- _Task statement_:
Read through the lines below and copy the ones holding the string "SessionStats".

(Stored items)
· · · ·

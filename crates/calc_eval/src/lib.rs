//! # Calc Eval - Shared Expression Evaluator
//!
//! The evaluation core of the calculator server. It owns the server-wide
//! variable table and the small grammar clients speak, and knows nothing about
//! sockets or sessions.
//!
//! ## Grammar
//!
//! A line is split on whitespace and must take exactly one of these shapes:
//!
//! * `operand` - an integer literal (`-?[0-9]+`) or a bound identifier
//! * `operand op operand` - with `op` one of `+ - * /`
//! * `identifier = operand [op operand]` - binds `identifier` to the result
//!
//! Identifiers are case-sensitive runs of ASCII letters. Arithmetic is 32-bit
//! signed and division truncates toward zero.
//!
//! ## Thread Safety
//!
//! [`Evaluator`] is `Send + Sync` and meant to be shared behind an `Arc`.
//! Assignments are serialized against each other and against readers, so
//! concurrent `x = x + 1` lines never lose an update.
//!
//! ```rust
//! use calc_eval::{EvalError, Evaluator};
//!
//! let calc = Evaluator::new();
//! assert_eq!(calc.evaluate("total = 10 * 2"), Ok(20));
//! assert_eq!(calc.evaluate("total / 3"), Ok(6));
//! assert_eq!(calc.evaluate("1 / 0"), Err(EvalError::DivisionByZero));
//! ```

pub mod error;
pub mod evaluator;
pub mod token;

pub use error::EvalError;
pub use evaluator::{Evaluator, VariableTable};
pub use token::{tokenize, Operand, Operator};
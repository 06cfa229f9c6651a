//! Core calculator server implementation.
//!
//! `CalcServer` owns the shared evaluator, the shutdown flag and the session
//! counters, and sequences the server's life: bind, admit until shutdown,
//! drain every session, release the listener.

use super::admission::AdmissionController;
use super::listener::bind_listener;
use super::stats::SessionStats;
use crate::config::ServerConfig;
use crate::error::ServerError;
use crate::shutdown::ShutdownSignal;
use calc_eval::Evaluator;
use std::sync::Arc;
use tokio::net::TcpListener;
use tracing::{error, info};

/// The calculator server.
///
/// # Lifecycle
///
/// 1. [`CalcServer::new`] creates an empty variable table
/// 2. [`CalcServer::bind`] opens the listening socket
/// 3. [`CalcServer::serve`] admits sessions until a client sends `shutdown`
///    or [`CalcServer::shutdown`] is called
/// 4. `serve` then waits for every in-flight session before returning and
///    dropping the listener
///
/// # Example
///
/// ```no_run
/// use calc_server::{CalcServer, ServerConfig};
///
/// # async fn example() -> Result<(), calc_server::ServerError> {
/// let server = CalcServer::new(ServerConfig::new("127.0.0.1:7000".parse().unwrap()));
/// let listener = server.bind()?;
/// server.serve(listener).await
/// # }
/// ```
pub struct CalcServer {
    config: ServerConfig,
    evaluator: Arc<Evaluator>,
    shutdown: ShutdownSignal,
    stats: Arc<SessionStats>,
}

impl CalcServer {
    /// Creates a server with an empty variable table and a lowered shutdown flag.
    ///
    /// Nothing is bound until [`CalcServer::bind`] or [`CalcServer::run`].
    pub fn new(config: ServerConfig) -> Self {
        Self {
            config,
            evaluator: Arc::new(Evaluator::new()),
            shutdown: ShutdownSignal::new(),
            stats: Arc::new(SessionStats::new()),
        }
    }

    /// Opens the listening socket described by the configuration.
    pub fn bind(&self) -> Result<TcpListener, ServerError> {
        bind_listener(&self.config)
    }

    /// Binds, then serves until shutdown and drain complete.
    pub async fn run(&self) -> Result<(), ServerError> {
        let listener = self.bind()?;
        self.serve(listener).await
    }

    /// Serves on an already-bound listener until shutdown and drain complete.
    ///
    /// # Arguments
    ///
    /// * `listener` - A listener from [`CalcServer::bind`]; it is dropped once
    ///   the last session has ended
    ///
    /// # Returns
    ///
    /// `Ok(())` after a clean drain. An admission failure is still followed by
    /// a full drain before it is returned.
    ///
    /// # Errors
    ///
    /// [`ServerError::Config`] if `max_sessions` cannot size the slot pool.
    pub async fn serve(&self, listener: TcpListener) -> Result<(), ServerError> {
        let mut admission = AdmissionController::new(
            &self.config,
            self.evaluator.clone(),
            self.shutdown.clone(),
            self.stats.clone(),
        )?;

        info!(
            "🚀 Calculator server accepting on {} (max sessions: {})",
            listener.local_addr()?,
            self.config.max_sessions
        );

        let admitted = admission.run(&listener).await;
        if let Err(e) = &admitted {
            error!("Admission loop failed: {}", e);
        }

        info!("⏳ Draining {} active session(s)", self.stats.active());
        admission.drain().await?;
        drop(listener);

        info!(
            "✅ Server stopped after {} session(s), peak concurrency {}",
            self.stats.total(),
            self.stats.peak()
        );
        admitted
    }

    /// Raises the shutdown flag, as the `shutdown` command does.
    pub fn shutdown(&self) {
        self.shutdown.trigger();
    }

    /// Returns a handle to the shutdown flag.
    ///
    /// Raising the flag through the handle is equivalent to calling
    /// [`CalcServer::shutdown`]; this is how the binary wires termination
    /// signals to the server.
    pub fn shutdown_signal(&self) -> ShutdownSignal {
        self.shutdown.clone()
    }

    /// The variable table shared by every session.
    pub fn evaluator(&self) -> Arc<Evaluator> {
        self.evaluator.clone()
    }

    /// Live session counters.
    ///
    /// # Returns
    ///
    /// A shared handle; its values keep updating as sessions come and go.
    pub fn stats(&self) -> Arc<SessionStats> {
        self.stats.clone()
    }

    pub fn config(&self) -> &ServerConfig {
        &self.config
    }
}

#[cfg(test)]
mod tests {
    use super::*;
    use tokio::time::{timeout, Duration};

    fn test_server() -> CalcServer {
        CalcServer::new(ServerConfig::new("127.0.0.1:0".parse().unwrap()))
    }

    #[tokio::test(flavor = "multi_thread")]
    async fn test_new_server_is_idle() {
        let server = test_server();
        assert!(server.evaluator().is_empty());
        assert_eq!(server.stats().active(), 0);
        assert!(!server.shutdown_signal().is_triggered());
        assert_eq!(server.config().max_sessions, 99_999);
    }

    #[tokio::test(flavor = "multi_thread")]
    async fn test_programmatic_shutdown_stops_serve() {
        let server = Arc::new(test_server());
        let listener = server.bind().expect("bind");

        let serving = {
            let server = server.clone();
            tokio::spawn(async move { server.serve(listener).await })
        };

        server.shutdown();
        timeout(Duration::from_secs(2), serving)
            .await
            .expect("serve should return after shutdown")
            .expect("serve task panicked")
            .expect("serve should succeed");
    }

    #[tokio::test(flavor = "multi_thread")]
    async fn test_zero_capacity_is_rejected() {
        let server = CalcServer::new(ServerConfig {
            max_sessions: 0,
            ..ServerConfig::new("127.0.0.1:0".parse().unwrap())
        });
        let listener = server.bind().expect("bind");
        assert!(matches!(server.serve(listener).await, Err(ServerError::Config(_))));
    }
}
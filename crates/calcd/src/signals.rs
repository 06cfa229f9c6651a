//! Process termination signals wired to the server's shutdown flag.
//!
//! SIGINT and SIGTERM (Ctrl+C on Windows) raise the same flag as the
//! `shutdown` command, so sessions in flight still finish before exit.

use calc_server::ShutdownSignal;
use std::io;
use tokio::task::JoinHandle;
use tracing::{debug, info};

#[cfg(unix)]
use tokio::signal::unix::{signal, Signal, SignalKind};

/// Registered termination signal streams.
///
/// Registration happens up front so a failure is reported before the server
/// starts rather than from inside a background task.
pub struct TerminationSignals {
    #[cfg(unix)]
    interrupt: Signal,
    #[cfg(unix)]
    terminate: Signal,
    #[cfg(windows)]
    ctrl_c: tokio::signal::windows::CtrlC,
}

impl TerminationSignals {
    pub fn register() -> io::Result<Self> {
        #[cfg(unix)]
        {
            Ok(Self {
                interrupt: signal(SignalKind::interrupt())?,
                terminate: signal(SignalKind::terminate())?,
            })
        }

        #[cfg(windows)]
        {
            Ok(Self {
                ctrl_c: tokio::signal::windows::ctrl_c()?,
            })
        }
    }

    /// Waits for the next termination signal and returns its name.
    pub async fn recv(&mut self) -> &'static str {
        #[cfg(unix)]
        {
            tokio::select! {
                _ = self.interrupt.recv() => "SIGINT",
                _ = self.terminate.recv() => "SIGTERM",
            }
        }

        #[cfg(windows)]
        {
            self.ctrl_c.recv().await;
            "Ctrl+C"
        }
    }
}

/// Spawns a task that raises `shutdown` on the first termination signal.
///
/// The task also exits, without doing anything, once `shutdown` is raised by
/// other means.
///
/// # Errors
///
/// Returns an error if the signal handlers cannot be registered.
pub fn install(shutdown: ShutdownSignal) -> io::Result<JoinHandle<()>> {
    let mut signals = TerminationSignals::register()?;

    Ok(tokio::spawn(async move {
        tokio::select! {
            name = signals.recv() => {
                info!("📡 Received {}, shutting down", name);
                shutdown.trigger();
            }
            _ = shutdown.wait() => {
                debug!("Shutdown already requested, signal watcher exiting");
            }
        }
    }))
}

#[cfg(test)]
mod tests {
    use super::*;
    use tokio::time::{timeout, Duration};

    #[tokio::test]
    async fn test_recv_pends_without_signal() {
        let mut signals = TerminationSignals::register().unwrap();
        let result = timeout(Duration::from_millis(10), signals.recv()).await;
        assert!(result.is_err());
    }

    #[tokio::test]
    async fn test_watcher_leaves_flag_alone_until_signalled() {
        let shutdown = ShutdownSignal::new();
        let watcher = install(shutdown.clone()).unwrap();

        tokio::time::sleep(Duration::from_millis(20)).await;
        assert!(!shutdown.is_triggered());
        assert!(!watcher.is_finished());

        shutdown.trigger();
        timeout(Duration::from_secs(1), watcher)
            .await
            .expect("watcher should exit once shutdown is raised")
            .expect("watcher task panicked");
    }
}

· · · ·

- _Solution to this exercise_:
use super::stats::SessionStats;
    stats: Arc<SessionStats>,
            stats: Arc::new(SessionStats::new()),
    pub fn stats(&self) -> Arc<SessionStats> {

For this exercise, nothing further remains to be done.